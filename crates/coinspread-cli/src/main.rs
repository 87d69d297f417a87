mod cli;
mod commands;
mod error;
mod output;

use clap::Parser;
use std::process::ExitCode;
use tracing::warn;
use tracing_subscriber::EnvFilter;

use crate::cli::Cli;
use crate::error::CliError;

#[tokio::main]
async fn main() -> ExitCode {
    init_tracing();

    match run().await {
        Ok(code) => code,
        Err(error) => {
            eprintln!("error: {error}");
            ExitCode::from(error.exit_code())
        }
    }
}

fn init_tracing() {
    let filter = EnvFilter::try_from_default_env().unwrap_or_else(|_| EnvFilter::new("warn"));
    tracing_subscriber::fmt()
        .with_env_filter(filter)
        .with_writer(std::io::stderr)
        .with_target(false)
        .init();
}

async fn run() -> Result<ExitCode, CliError> {
    let cli = Cli::parse();

    let result = commands::run(&cli).await?;
    if !result.exchanges_failed.is_empty() {
        let failed = result
            .exchanges_failed
            .iter()
            .map(|id| id.as_str())
            .collect::<Vec<_>>()
            .join(",");
        warn!(exchanges = %failed, "results are partial");
    }

    output::render(&result, cli.format, cli.pretty)?;
    Ok(ExitCode::SUCCESS)
}
use coinspread_core::{compute_arbitrage_with, CurrencyPair};

use super::{CommandResult, Context};
use crate::error::CliError;
use crate::output::Report;

pub async fn run(pair: &CurrencyPair, context: &Context) -> Result<CommandResult, CliError> {
    let collection = context.aggregator.collect(pair).await?;
    let rows = compute_arbitrage_with(&collection.records, context.grouping);

    Ok(CommandResult::ok(Report::Profit(rows)).with_failed(collection.failed_exchanges()))
}
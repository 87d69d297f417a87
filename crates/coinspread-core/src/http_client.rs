use std::collections::BTreeMap;
use std::fmt::{Display, Formatter};
use std::future::Future;
use std::pin::Pin;
use std::sync::Arc;
use std::time::Duration;

use serde::de::DeserializeOwned;

/// Default per-request timeout applied when the caller sets none.
pub const DEFAULT_REQUEST_TIMEOUT_MS: u64 = 10_000;

/// GET request envelope used by exchange adapters.
///
/// Query parameters are kept apart from the base URL so the rendered URL is
/// deterministic (insertion order, percent-encoded values).
#[derive(Debug, Clone, PartialEq, Eq)]
pub struct HttpRequest {
    pub url: String,
    pub query: Vec<(String, String)>,
    pub headers: BTreeMap<String, String>,
    pub timeout_ms: u64,
}

impl HttpRequest {
    pub fn get(url: impl Into<String>) -> Self {
        Self {
            url: url.into(),
            query: Vec::new(),
            headers: BTreeMap::new(),
            timeout_ms: DEFAULT_REQUEST_TIMEOUT_MS,
        }
    }

    pub fn with_query(mut self, name: impl Into<String>, value: impl Into<String>) -> Self {
        self.query.push((name.into(), value.into()));
        self
    }

    pub fn with_header(mut self, name: impl Into<String>, value: impl Into<String>) -> Self {
        self.headers
            .insert(name.into().to_ascii_lowercase(), value.into());
        self
    }

    pub fn with_timeout_ms(mut self, timeout_ms: u64) -> Self {
        self.timeout_ms = timeout_ms;
        self
    }

    /// Base URL plus the encoded query string.
    pub fn full_url(&self) -> String {
        if self.query.is_empty() {
            return self.url.clone();
        }

        let query = self
            .query
            .iter()
            .map(|(name, value)| {
                format!(
                    "{}={}",
                    urlencoding::encode(name),
                    urlencoding::encode(value)
                )
            })
            .collect::<Vec<_>>()
            .join("&");
        format!("{}?{query}", self.url)
    }
}

/// HTTP response envelope returned by an adapter transport.
#[derive(Debug, Clone, PartialEq, Eq)]
pub struct HttpResponse {
    pub status: u16,
    pub body: String,
}

impl HttpResponse {
    pub fn ok_json(body: impl Into<String>) -> Self {
        Self {
            status: 200,
            body: body.into(),
        }
    }

    pub fn with_status(status: u16, body: impl Into<String>) -> Self {
        Self {
            status,
            body: body.into(),
        }
    }

    pub const fn is_success(&self) -> bool {
        self.status >= 200 && self.status < 300
    }

    pub fn json<T: DeserializeOwned>(&self) -> Result<T, serde_json::Error> {
        serde_json::from_str(&self.body)
    }
}

/// Transport-level HTTP error.
#[derive(Debug, Clone, PartialEq, Eq)]
pub struct HttpError {
    message: String,
    timed_out: bool,
}

impl HttpError {
    pub fn new(message: impl Into<String>) -> Self {
        Self {
            message: message.into(),
            timed_out: false,
        }
    }

    pub fn timeout(message: impl Into<String>) -> Self {
        Self {
            message: message.into(),
            timed_out: true,
        }
    }

    pub fn message(&self) -> &str {
        &self.message
    }

    pub const fn timed_out(&self) -> bool {
        self.timed_out
    }
}

impl Display for HttpError {
    fn fmt(&self, f: &mut Formatter<'_>) -> std::fmt::Result {
        f.write_str(&self.message)
    }
}

impl std::error::Error for HttpError {}

/// Adapter transport contract.
///
/// Adapters never talk to `reqwest` directly; tests substitute a scripted
/// implementation.
pub trait HttpClient: Send + Sync {
    fn execute<'a>(
        &'a self,
        request: HttpRequest,
    ) -> Pin<Box<dyn Future<Output = Result<HttpResponse, HttpError>> + Send + 'a>>;
}

/// Production HTTP client using reqwest for real API calls.
#[derive(Debug, Clone)]
pub struct ReqwestHttpClient {
    client: Arc<reqwest::Client>,
}

impl ReqwestHttpClient {
    /// Create a new ReqwestHttpClient with default configuration.
    pub fn new() -> Self {
        Self {
            client: Arc::new(
                reqwest::Client::builder()
                    .user_agent(concat!("coinspread/", env!("CARGO_PKG_VERSION")))
                    .build()
                    .unwrap_or_else(|_| reqwest::Client::new()),
            ),
        }
    }
}

impl Default for ReqwestHttpClient {
    fn default() -> Self {
        Self::new()
    }
}

impl HttpClient for ReqwestHttpClient {
    fn execute<'a>(
        &'a self,
        request: HttpRequest,
    ) -> Pin<Box<dyn Future<Output = Result<HttpResponse, HttpError>> + Send + 'a>> {
        Box::pin(async move {
            let mut builder = self
                .client
                .get(request.full_url())
                .timeout(Duration::from_millis(request.timeout_ms));

            for (name, value) in &request.headers {
                builder = builder.header(name, value);
            }

            let response = builder.send().await.map_err(|e| {
                if e.is_timeout() {
                    HttpError::timeout(format!("request timeout: {e}"))
                } else if e.is_connect() {
                    HttpError::new(format!("connection failed: {e}"))
                } else {
                    HttpError::new(format!("request failed: {e}"))
                }
            })?;

            let status = response.status().as_u16();
            let body = response
                .text()
                .await
                .map_err(|e| HttpError::new(format!("failed to read response body: {e}")))?;

            Ok(HttpResponse { status, body })
        })
    }
}
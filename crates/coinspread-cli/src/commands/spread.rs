use coinspread_core::{compute_spread, CoreError, CurrencyPair};
use tracing::info;

use super::{CommandResult, Context};
use crate::error::CliError;
use crate::output::Report;

pub async fn run(pair: &CurrencyPair, context: &Context) -> Result<CommandResult, CliError> {
    let collection = context.aggregator.collect(pair).await?;
    info!(
        pair = %pair,
        records = collection.records.len(),
        latency_ms = collection.latency_ms,
        "quotes collected"
    );

    let spread = compute_spread(&collection.records).map_err(|error| match error {
        CoreError::NoData => CliError::NoData {
            pair: pair.to_string(),
        },
        other => CliError::from(other),
    })?;

    Ok(CommandResult::ok(Report::Spread(spread)).with_failed(collection.failed_exchanges()))
}
use coinspread_core::{ClientConfig, ExchangeRegistry};

use super::CommandResult;
use crate::output::{ExchangeRow, Report};

pub fn run(registry: &ExchangeRegistry, config: &ClientConfig) -> CommandResult {
    let rows = registry
        .iter()
        .map(|(id, adapter)| ExchangeRow {
            id,
            name: adapter.name(),
            base_url: config.base_url(id).to_owned(),
        })
        .collect();

    CommandResult::ok(Report::Exchanges(rows))
}
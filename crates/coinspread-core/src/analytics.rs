//! Spread and arbitrage reductions over collected quotes.
//!
//! Both functions are pure: they take the records of one aggregation call and
//! never touch the network.
//!
//! A `0.0` price means "listed, price unavailable". It may be selected as max
//! or min but never produces a non-zero diff or a profit row.

use std::collections::HashMap;

use serde::Serialize;

use crate::{CoreError, ExchangeId, TradingPairRecord};

/// Highest and lowest quote for one pair across exchanges.
#[derive(Debug, Clone, PartialEq, Serialize)]
pub struct SpreadResult {
    pub max: TradingPairRecord,
    /// `None` when only one exchange quoted the pair.
    pub min: Option<TradingPairRecord>,
    pub diff: f64,
    pub diff_percent: f64,
    /// Every record except the selected max and min positions.
    pub others: Vec<TradingPairRecord>,
}

impl SpreadResult {
    /// `diff` with two decimals and thousands separators, e.g. `1,234.50`.
    pub fn formatted_diff(&self) -> String {
        format_decimal(self.diff)
    }

    /// `diff_percent` formatted like [`formatted_diff`](Self::formatted_diff), suffixed with `%`.
    pub fn formatted_diff_percent(&self) -> String {
        format!("{}%", format_decimal(self.diff_percent))
    }
}

/// Computes the spread between the most and least expensive quotes.
///
/// Ties keep the first record in input order. When every price is equal the
/// same record is both max and min.
///
/// # Errors
///
/// Returns [`CoreError::NoData`] when `records` is empty.
pub fn compute_spread(records: &[TradingPairRecord]) -> Result<SpreadResult, CoreError> {
    let Some(first) = records.first() else {
        return Err(CoreError::NoData);
    };

    if records.len() == 1 {
        return Ok(SpreadResult {
            max: first.clone(),
            min: None,
            diff: 0.0,
            diff_percent: 0.0,
            others: Vec::new(),
        });
    }

    let mut max_index = 0;
    let mut min_index = 0;
    for (index, record) in records.iter().enumerate().skip(1) {
        if record.price > records[max_index].price {
            max_index = index;
        }
        if record.price < records[min_index].price {
            min_index = index;
        }
    }

    let max = &records[max_index];
    let min = &records[min_index];
    let (diff, diff_percent) = if max.has_price() && min.has_price() {
        let diff = max.price - min.price;
        (diff, diff / min.price * 100.0)
    } else {
        (0.0, 0.0)
    };

    let others = records
        .iter()
        .enumerate()
        .filter(|(index, _)| *index != max_index && *index != min_index)
        .map(|(_, record)| record.clone())
        .collect();

    Ok(SpreadResult {
        max: max.clone(),
        min: Some(min.clone()),
        diff,
        diff_percent,
        others,
    })
}

/// One buy-low/sell-high opportunity within a symbol group.
#[derive(Debug, Clone, PartialEq, Serialize)]
pub struct ArbitrageRow {
    /// Symbol of the group (the first record's spelling under normalized grouping).
    pub symbol: String,
    pub min_exchange: ExchangeId,
    pub max_exchange: ExchangeId,
    pub min_price: f64,
    pub max_price: f64,
    /// Percentage, rounded to two decimals.
    pub profit: f64,
}

/// How records are grouped before looking for price gaps.
#[derive(Debug, Clone, Copy, Default, PartialEq, Eq)]
pub enum SymbolGrouping {
    /// Exact exchange-native symbol: `BTCUSDT` and `BTC_USDT` are distinct.
    #[default]
    Literal,
    /// Uppercased with `_`, `-` and `/` removed before grouping.
    Normalized,
}

impl SymbolGrouping {
    fn key(self, symbol: &str) -> String {
        match self {
            Self::Literal => symbol.to_owned(),
            Self::Normalized => symbol
                .chars()
                .filter(|ch| !matches!(ch, '_' | '-' | '/'))
                .map(|ch| ch.to_ascii_uppercase())
                .collect(),
        }
    }
}

/// Profit table grouped by literal symbol.
pub fn compute_arbitrage(records: &[TradingPairRecord]) -> Vec<ArbitrageRow> {
    compute_arbitrage_with(records, SymbolGrouping::Literal)
}

/// Profit table with explicit grouping.
///
/// Groups are reported in discovery order. A group yields a row only when
/// its lowest price is positive and strictly below its highest price.
pub fn compute_arbitrage_with(
    records: &[TradingPairRecord],
    grouping: SymbolGrouping,
) -> Vec<ArbitrageRow> {
    let mut index_by_key: HashMap<String, usize> = HashMap::new();
    let mut groups: Vec<Vec<&TradingPairRecord>> = Vec::new();

    for record in records {
        let key = grouping.key(&record.symbol);
        let slot = *index_by_key.entry(key).or_insert_with(|| {
            groups.push(Vec::new());
            groups.len() - 1
        });
        groups[slot].push(record);
    }

    groups
        .iter()
        .filter_map(|group| arbitrage_row(group))
        .collect()
}

fn arbitrage_row(group: &[&TradingPairRecord]) -> Option<ArbitrageRow> {
    let (first, rest) = group.split_first()?;
    let mut min = *first;
    let mut max = *first;
    for record in rest {
        if record.price < min.price {
            min = *record;
        }
        if record.price > max.price {
            max = *record;
        }
    }

    if !min.has_price() || min.price >= max.price {
        return None;
    }

    Some(ArbitrageRow {
        symbol: first.symbol.clone(),
        min_exchange: min.exchange,
        max_exchange: max.exchange,
        min_price: min.price,
        max_price: max.price,
        profit: round2((max.price - min.price) / min.price * 100.0),
    })
}

/// Rounds half away from zero to two decimals.
pub fn round2(value: f64) -> f64 {
    (value * 100.0).round() / 100.0
}

/// Two decimals with `,` as thousands separator.
pub fn format_decimal(value: f64) -> String {
    let rendered = format!("{:.2}", round2(value).abs());
    let (integer, fraction) = rendered.split_once('.').unwrap_or((rendered.as_str(), "00"));

    let mut grouped = String::with_capacity(integer.len() + integer.len() / 3);
    for (index, digit) in integer.chars().enumerate() {
        if index > 0 && (integer.len() - index) % 3 == 0 {
            grouped.push(',');
        }
        grouped.push(digit);
    }

    let sign = if value < 0.0 && round2(value) != 0.0 { "-" } else { "" };
    format!("{sign}{grouped}.{fraction}")
}
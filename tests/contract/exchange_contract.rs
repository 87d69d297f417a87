//! Contract tests every exchange adapter must satisfy.

#[path = "../support/http.rs"]
mod http;

use std::sync::Arc;

use coinspread_core::{
    BinanceAdapter, BybitAdapter, CurrencyPair, ExchangeAdapter, ExchangeId, HttpError,
    JbexAdapter, PoloniexAdapter, UpstreamErrorKind, WhitebitAdapter,
};

use http::FakeHttpClient;

fn pair(first: &str, second: &str) -> CurrencyPair {
    CurrencyPair::parse(first, second).expect("valid pair")
}

struct ExchangeCase {
    id: ExchangeId,
    catalog_url: &'static str,
    /// Routes that make BTC/USDT quotable.
    routes: Vec<(&'static str, &'static str)>,
    expected_symbol: &'static str,
    expected_price: f64,
}

fn exchange_cases() -> Vec<ExchangeCase> {
    vec![
        ExchangeCase {
            id: ExchangeId::Binance,
            catalog_url: "https://api.binance.com/api/v3/exchangeInfo",
            routes: vec![
                (
                    "https://api.binance.com/api/v3/exchangeInfo",
                    r#"{"symbols":[{"symbol":"BTCUSDT","status":"TRADING"}]}"#,
                ),
                (
                    "https://api.binance.com/api/v3/ticker/price?symbol=BTCUSDT",
                    r#"{"symbol":"BTCUSDT","price":"50000.10"}"#,
                ),
            ],
            expected_symbol: "BTCUSDT",
            expected_price: 50_000.1,
        },
        ExchangeCase {
            id: ExchangeId::Bybit,
            catalog_url: "https://api-testnet.bybit.com/v5/market/tickers?category=spot",
            routes: vec![
                (
                    "https://api-testnet.bybit.com/v5/market/tickers?category=spot",
                    r#"{"retCode":0,"result":{"list":[{"symbol":"BTCUSDT","lastPrice":"50010"}]}}"#,
                ),
                (
                    "https://api-testnet.bybit.com/v5/market/tickers?symbol=BTCUSDT&category=linear",
                    r#"{"retCode":0,"result":{"list":[{"symbol":"BTCUSDT","indexPrice":"50005.5","lastPrice":"50012"}]}}"#,
                ),
            ],
            expected_symbol: "BTCUSDT",
            expected_price: 50_005.5,
        },
        ExchangeCase {
            id: ExchangeId::Jbex,
            catalog_url: "https://api.jbex.com/openapi/v1/brokerInfo?status=TRADING",
            routes: vec![
                (
                    "https://api.jbex.com/openapi/v1/brokerInfo?status=TRADING",
                    r#"{"symbols":[{"symbol":"BTCUSDT","status":"TRADING"}]}"#,
                ),
                (
                    "https://api.jbex.com/openapi/quote/v1/ticker/price?symbol=BTCUSDT",
                    r#"{"symbol":"BTCUSDT","price":"49990"}"#,
                ),
            ],
            expected_symbol: "BTCUSDT",
            expected_price: 49_990.0,
        },
        ExchangeCase {
            id: ExchangeId::Poloniex,
            catalog_url: "https://api.poloniex.com/markets/price",
            routes: vec![(
                "https://api.poloniex.com/markets/price",
                r#"[{"symbol":"BTC_USDT","price":"50020.00"}]"#,
            )],
            expected_symbol: "BTC_USDT",
            expected_price: 50_020.0,
        },
        ExchangeCase {
            id: ExchangeId::Whitebit,
            catalog_url: "https://whitebit.com/api/v4/public/markets",
            routes: vec![
                (
                    "https://whitebit.com/api/v4/public/markets",
                    r#"[{"name":"BTC_USDT"}]"#,
                ),
                (
                    "https://whitebit.com/api/v4/public/ticker",
                    r#"{"BTC_USDT":{"last_price":"50030.25"}}"#,
                ),
            ],
            expected_symbol: "BTC_USDT",
            expected_price: 50_030.25,
        },
    ]
}

fn adapter_for(id: ExchangeId, client: Arc<FakeHttpClient>) -> Arc<dyn ExchangeAdapter> {
    match id {
        ExchangeId::Binance => Arc::new(BinanceAdapter::with_http_client(client)),
        ExchangeId::Bybit => Arc::new(BybitAdapter::with_http_client(client)),
        ExchangeId::Jbex => Arc::new(JbexAdapter::with_http_client(client)),
        ExchangeId::Poloniex => Arc::new(PoloniexAdapter::with_http_client(client)),
        ExchangeId::Whitebit => Arc::new(WhitebitAdapter::with_http_client(client)),
    }
}

fn client_with(routes: &[(&str, &str)]) -> FakeHttpClient {
    routes
        .iter()
        .fold(FakeHttpClient::new(), |client, (url, body)| client.json(url, body))
}

#[tokio::test]
async fn listed_pair_yields_record_with_native_symbol() {
    for case in exchange_cases() {
        // Given: An exchange that lists BTC/USDT
        let adapter = adapter_for(case.id, Arc::new(client_with(&case.routes)));

        // When: The pair is quoted
        let record = adapter
            .quote(&pair("btc", "usdt"))
            .await
            .unwrap_or_else(|error| panic!("exchange '{}' quote failed: {error}", case.id))
            .unwrap_or_else(|| panic!("exchange '{}' should list BTC/USDT", case.id));

        // Then: The record carries the exchange's own spelling and price
        assert_eq!(record.exchange, case.id, "exchange '{}': id", case.id);
        assert_eq!(record.symbol, case.expected_symbol, "exchange '{}': symbol", case.id);
        assert_eq!(record.price, case.expected_price, "exchange '{}': price", case.id);
        assert_eq!(adapter.name(), case.id.display_name());
    }
}

#[tokio::test]
async fn has_pair_accepts_either_ordering_in_any_case() {
    for case in exchange_cases() {
        // Given: An exchange that lists BTC/USDT
        let adapter = adapter_for(case.id, Arc::new(client_with(&case.routes)));

        // When / Then: Both orderings and lowercase input match
        for (first, second) in [("btc", "usdt"), ("USDT", "btc")] {
            let listed = adapter
                .has_pair(&pair(first, second))
                .await
                .unwrap_or_else(|error| panic!("exchange '{}' has_pair failed: {error}", case.id));
            assert!(listed, "exchange '{}': {first}/{second} should be listed", case.id);
        }
    }
}

#[tokio::test]
async fn unlisted_pair_is_absent_not_an_error() {
    for case in exchange_cases() {
        // Given: An exchange that does not list DOGE/EUR
        let adapter = adapter_for(case.id, Arc::new(client_with(&case.routes)));

        // When: DOGE/EUR is quoted
        let result = adapter
            .quote(&pair("doge", "eur"))
            .await
            .unwrap_or_else(|error| panic!("exchange '{}' quote failed: {error}", case.id));

        // Then: The adapter reports absence
        assert!(result.is_none(), "exchange '{}': expected absent", case.id);
    }
}

#[tokio::test]
async fn catalog_transport_failure_is_upstream_error() {
    for case in exchange_cases() {
        // Given: The catalog endpoint is unreachable
        let client = FakeHttpClient::new().error(case.catalog_url, HttpError::new("connection refused"));
        let adapter = adapter_for(case.id, Arc::new(client));

        // When: The catalog is listed
        let error = adapter
            .list_pairs()
            .await
            .err()
            .unwrap_or_else(|| panic!("exchange '{}' should fail", case.id));

        // Then: The failure is attributed to that exchange
        assert_eq!(error.exchange(), case.id);
        assert_eq!(error.kind(), UpstreamErrorKind::Transport);
    }
}

#[tokio::test]
async fn request_timeout_is_classified_as_timeout() {
    // Given: Binance's catalog request times out
    let client = FakeHttpClient::new().error(
        "https://api.binance.com/api/v3/exchangeInfo",
        HttpError::timeout("request timeout"),
    );
    let adapter = BinanceAdapter::with_http_client(Arc::new(client));

    // When: A quote is requested
    let error = adapter
        .quote(&pair("btc", "usdt"))
        .await
        .expect_err("timeout should fail");

    // Then: The error kind is Timeout
    assert_eq!(error.kind(), UpstreamErrorKind::Timeout);
    assert_eq!(error.code(), "upstream.timeout");
}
---
Search the listing above for the string "thousands" and return each line it appears on.

    /// `diff` with two decimals and thousands separators, e.g. `1,234.50`.
/// Two decimals with `,` as thousands separator.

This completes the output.